Top of DATA EXCERPTS
//! Edit patches and the pure in-memory applier.
//!
//! A batch is applied as a left fold over its patches. The input document is
//! never modified, so a batch that fails part-way leaves the caller's state
//! exactly as it was.

use anyhow::anyhow;
use serde::{Deserialize, Serialize};
use serde_json::Value;

use crate::error::{LibError, Result};
use crate::invariants::DocumentInvariantViolation;
use crate::models::{
    Document, Edge, EdgeId, Node, NodeData, NodeId, NodeType, Position, Viewport, double_option,
};
use crate::recovery::PositionRecovery;

#[derive(Debug, Clone, PartialEq, Serialize, Deserialize)]
#[serde(tag = "op", rename_all = "snake_case")]
pub enum DiagramPatch {
    AddNode { node: Node },
    UpdateNode { id: NodeId, changes: NodeChanges },
    RemoveNode { id: NodeId },
    AddEdge { edge: Edge },
    UpdateEdge { id: EdgeId, changes: EdgeChanges },
    RemoveEdge { id: EdgeId },
    UpdateViewport { viewport: Viewport },
    UpdateMetadata { changes: MetadataChanges },
}

impl DiagramPatch {
    pub const fn kind(&self) -> &'static str {
        match self {
            DiagramPatch::AddNode { .. } => "add_node",
            DiagramPatch::UpdateNode { .. } => "update_node",
            DiagramPatch::RemoveNode { .. } => "remove_node",
            DiagramPatch::AddEdge { .. } => "add_edge",
            DiagramPatch::UpdateEdge { .. } => "update_edge",
            DiagramPatch::RemoveEdge { .. } => "remove_edge",
            DiagramPatch::UpdateViewport { .. } => "update_viewport",
            DiagramPatch::UpdateMetadata { .. } => "update_metadata",
        }
    }

    pub fn move_node(id: NodeId, position: Position) -> Self {
        DiagramPatch::UpdateNode {
            id,
            changes: NodeChanges {
                position: Some(position),
                ..NodeChanges::default()
            },
        }
    }
}

#[derive(Debug, Clone, PartialEq, Serialize, Deserialize, Default)]
#[serde(rename_all = "camelCase")]
pub struct NodeChanges {
    #[serde(default, skip_serializing_if = "Option::is_none")]
    pub position: Option<Position>,
    #[serde(rename = "type", default, skip_serializing_if = "Option::is_none")]
    pub node_type: Option<NodeType>,
    #[serde(default, skip_serializing_if = "Option::is_none")]
    pub data: Option<NodeData>,
}

/// Partial edge update. Double options distinguish "absent" (`None`) from
/// "clear the field" (`Some(None)`).
#[derive(Debug, Clone, PartialEq, Serialize, Deserialize, Default)]
#[serde(rename_all = "camelCase")]
pub struct EdgeChanges {
    #[serde(default, skip_serializing_if = "Option::is_none")]
    pub source: Option<NodeId>,
    #[serde(default, skip_serializing_if = "Option::is_none")]
    pub target: Option<NodeId>,
    #[serde(
        default,
        deserialize_with = "double_option",
        skip_serializing_if = "Option::is_none"
    )]
    pub source_handle: Option<Option<String>>,
    #[serde(
        default,
        deserialize_with = "double_option",
        skip_serializing_if = "Option::is_none"
    )]
    pub target_handle: Option<Option<String>>,
    #[serde(rename = "type", default, skip_serializing_if = "Option::is_none")]
    pub edge_type: Option<String>,
    #[serde(
        default,
        deserialize_with = "double_option",
        skip_serializing_if = "Option::is_none"
    )]
    pub label: Option<Option<String>>,
    #[serde(
        default,
        deserialize_with = "double_option",
        skip_serializing_if = "Option::is_none"
    )]
    pub label_style: Option<Option<Value>>,
    #[serde(
        default,
        deserialize_with = "double_option",
        skip_serializing_if = "Option::is_none"
    )]
    pub style: Option<Option<Value>>,
    #[serde(
        default,
        deserialize_with = "double_option",
        skip_serializing_if = "Option::is_none"
    )]
    pub marker_start: Option<Option<Value>>,
    #[serde(
        default,
        deserialize_with = "double_option",
        skip_serializing_if = "Option::is_none"
    )]
    pub marker_end: Option<Option<Value>>,
    #[serde(default, skip_serializing_if = "Option::is_none")]
    pub animated: Option<bool>,
}

impl EdgeChanges {
    fn merge_into(&self, edge: &mut Edge) {
        if let Some(source) = &self.source {
            edge.source = source.clone();
        }
        if let Some(target) = &self.target {
            edge.target = target.clone();
        }
        if let Some(handle) = &self.source_handle {
            edge.source_handle = handle.clone();
        }
        if let Some(handle) = &self.target_handle {
            edge.target_handle = handle.clone();
        }
        if let Some(edge_type) = &self.edge_type {
            edge.edge_type = edge_type.clone();
        }
        if let Some(label) = &self.label {
            edge.label = label.clone();
        }
        if let Some(label_style) = &self.label_style {
            edge.label_style = label_style.clone();
        }
        if let Some(style) = &self.style {
            edge.style = style.clone();
        }
        if let Some(marker) = &self.marker_start {
            edge.marker_start = marker.clone();
        }
        if let Some(marker) = &self.marker_end {
            edge.marker_end = marker.clone();
        }
        if let Some(animated) = self.animated {
            edge.animated = animated;
        }
        edge.refresh_connection_hash();
    }
}

#[derive(Debug, Clone, PartialEq, Serialize, Deserialize, Default)]
#[serde(rename_all = "camelCase")]
pub struct MetadataChanges {
    #[serde(default, skip_serializing_if = "Option::is_none")]
    pub name: Option<String>,
    #[serde(
        default,
        deserialize_with = "double_option",
        skip_serializing_if = "Option::is_none"
    )]
    pub description: Option<Option<String>>,
}

pub fn apply_patches(document: &Document, patches: &[DiagramPatch]) -> Result<Document> {
    patches
        .iter()
        .try_fold(document.clone(), |document, patch| apply_patch(document, patch))
}

pub fn apply_patch(mut document: Document, patch: &DiagramPatch) -> Result<Document> {
    match patch {
        DiagramPatch::AddNode { node } => {
            if document.contains_node(&node.id) {
                return Err(DocumentInvariantViolation::DuplicateNodeId {
                    node_id: node.id.clone(),
                }
                .into_error());
            }
            let mut node = node.clone();
            if !node.position.is_valid() {
                let mut recovery =
                    PositionRecovery::with_placed(document.nodes.iter().map(|n| n.position));
                let recovered = recovery.recover();
                tracing::warn!(
                    document_id = %document.id,
                    node_id = %node.id,
                    x = node.position.x,
                    y = node.position.y,
                    "added node carried an invalid position; placing it on a free grid cell"
                );
                node.position = recovered;
            }
            document.insert_node(node);
        }
        DiagramPatch::UpdateNode { id, changes } => {
            let document_id = document.id;
            let Some(node) = document.nodes.iter_mut().find(|node| &node.id == id) else {
                tracing::debug!(document_id = %document_id, node_id = %id, "update for unknown node ignored");
                return Ok(document);
            };
            if let Some(position) = changes.position {
                if position.is_valid() {
                    node.position = position;
                } else {
                    tracing::warn!(
                        document_id = %document_id,
                        node_id = %id,
                        x = position.x,
                        y = position.y,
                        "dropping invalid position update"
                    );
                }
            }
            if let Some(node_type) = changes.node_type {
                node.node_type = node_type;
            }
            if let Some(data) = &changes.data {
                node.data = data.clone();
            }
        }
        DiagramPatch::RemoveNode { id } => {
            document.nodes.retain(|node| &node.id != id);
            document.edges.retain(|edge| !edge.touches(id));
        }
        DiagramPatch::AddEdge { edge } => {
            if document.edge(&edge.id).is_some() {
                return Err(DocumentInvariantViolation::DuplicateEdgeId {
                    edge_id: edge.id.clone(),
                }
                .into_error());
            }
            let mut edge = edge.clone();
            edge.refresh_connection_hash();
            ensure_endpoints(&document, &edge)?;
            document.insert_edge(edge);
        }
        DiagramPatch::UpdateEdge { id, changes } => {
            let Some(index) = document.edges.iter().position(|edge| &edge.id == id) else {
                tracing::debug!(document_id = %document.id, edge_id = %id, "update for unknown edge ignored");
                return Ok(document);
            };
            let mut edge = document.edges[index].clone();
            changes.merge_into(&mut edge);
            ensure_endpoints(&document, &edge)?;
            document.edges[index] = edge;
        }
        DiagramPatch::RemoveEdge { id } => {
            document.edges.retain(|edge| &edge.id != id);
        }
        DiagramPatch::UpdateViewport { viewport } => {
            if viewport.is_valid() {
                document.viewport = *viewport;
            } else {
                tracing::warn!(
                    document_id = %document.id,
                    x = viewport.x,
                    y = viewport.y,
                    zoom = viewport.zoom,
                    "dropping invalid viewport update"
                );
            }
        }
        DiagramPatch::UpdateMetadata { changes } => {
            if let Some(name) = &changes.name {
                document.name = normalize_name(name)?;
            }
            if let Some(description) = &changes.description {
                document.description = description.clone();
            }
        }
    }

    Ok(document)
}

pub(crate) fn normalize_name(name: &str) -> Result<String> {
    let name = name.trim();
    if name.is_empty() {
        return Err(LibError::invalid(
            "Diagram name is required",
            anyhow!("empty diagram name"),
        ));
    }
    Ok(name.to_string())
}

fn ensure_endpoints(document: &Document, edge: &Edge) -> Result<()> {
    for endpoint in [&edge.source, &edge.target] {
        if !document.contains_node(endpoint) {
            return Err(DocumentInvariantViolation::UnknownNodeReference {
                edge_id: edge.id.clone(),
                missing_node_id: endpoint.clone(),
            }
            .into_error());
        }
    }
    Ok(())
}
Bottom of DATA EXCERPTS
EXERCISE BRIEF => The expected answer is every line above in which the word "NodeChanges" appears.

RESULT OF THIS EXERCISE =>
    UpdateNode { id: NodeId, changes: NodeChanges },
            changes: NodeChanges {
                ..NodeChanges::default()
pub struct NodeChanges {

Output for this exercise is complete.